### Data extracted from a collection
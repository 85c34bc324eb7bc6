//! Item HTTP Handlers

use axum::{
    extract::{Path, State},
    http::StatusCode,
    Json,
};
use std::sync::Arc;

use crate::application::{CreateItem, DeleteItem, SetCheckedState};
use crate::domain::{ItemId, ListId};
use crate::infrastructure::http::dto::{CheckedStateRequest, NewItemRequest, TodoListResponse};
use crate::infrastructure::http::error::ApiError;
use crate::infrastructure::http::state::AppState;

/// 向清单添加条目
pub async fn create_item(
    State(state): State<Arc<AppState>>,
    Path(list_id): Path<String>,
    Json(req): Json<NewItemRequest>,
) -> Result<(StatusCode, Json<TodoListResponse>), ApiError> {
    let list = state
        .create_item_handler
        .handle(CreateItem {
            list_id: ListId::new(list_id),
            label: req.label,
        })
        .await?;

    Ok((StatusCode::CREATED, Json(TodoListResponse::from(list))))
}

/// 删除条目
pub async fn delete_item(
    State(state): State<Arc<AppState>>,
    Path((list_id, item_id)): Path<(String, String)>,
) -> Result<Json<TodoListResponse>, ApiError> {
    let list = state
        .delete_item_handler
        .handle(DeleteItem {
            list_id: ListId::new(list_id),
            item_id: ItemId::new(item_id),
        })
        .await?;

    Ok(Json(TodoListResponse::from(list)))
}

/// 设置条目勾选状态
pub async fn set_checked_state(
    State(state): State<Arc<AppState>>,
    Path(list_id): Path<String>,
    Json(req): Json<CheckedStateRequest>,
) -> Result<Json<TodoListResponse>, ApiError> {
    let list = state
        .set_checked_state_handler
        .handle(SetCheckedState {
            list_id: ListId::new(list_id),
            item_id: ItemId::new(req.item_id),
            checked: req.checked_state,
        })
        .await?;

    Ok(Json(TodoListResponse::from(list)))
}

### What you are asked to do
Start at the top line of the records and retype them all exactly.

### Solution
repository 85c34bc324eb7bc6
//! Item HTTP Handlers

use axum::{
    extract::{Path, State},
    http::StatusCode,
    Json,
};
use std::sync::Arc;

use crate::application::{CreateItem, DeleteItem, SetCheckedState};
use crate::domain::{ItemId, ListId};
use crate::infrastructure::http::dto::{CheckedStateRequest, NewItemRequest, TodoListResponse};
use crate::infrastructure::http::error::ApiError;
use crate::infrastructure::http::state::AppState;

/// 向清单添加条目
pub async fn create_item(
    State(state): State<Arc<AppState>>,
    Path(list_id): Path<String>,
    Json(req): Json<NewItemRequest>,
) -> Result<(StatusCode, Json<TodoListResponse>), ApiError> {
    let list = state
        .create_item_handler
        .handle(CreateItem {
            list_id: ListId::new(list_id),
            label: req.label,
        })
        .await?;

    Ok((StatusCode::CREATED, Json(TodoListResponse::from(list))))
}

/// 删除条目
pub async fn delete_item(
    State(state): State<Arc<AppState>>,
    Path((list_id, item_id)): Path<(String, String)>,
) -> Result<Json<TodoListResponse>, ApiError> {
    let list = state
        .delete_item_handler
        .handle(DeleteItem {
            list_id: ListId::new(list_id),
            item_id: ItemId::new(item_id),
        })
        .await?;

    Ok(Json(TodoListResponse::from(list)))
}

/// 设置条目勾选状态
pub async fn set_checked_state(
    State(state): State<Arc<AppState>>,
    Path(list_id): Path<String>,
    Json(req): Json<CheckedStateRequest>,
) -> Result<Json<TodoListResponse>, ApiError> {
    let list = state
        .set_checked_state_handler
        .handle(SetCheckedState {
            list_id: ListId::new(list_id),
            item_id: ItemId::new(req.item_id),
            checked: req.checked_state,
        })
        .await?;

    Ok(Json(TodoListResponse::from(list)))
}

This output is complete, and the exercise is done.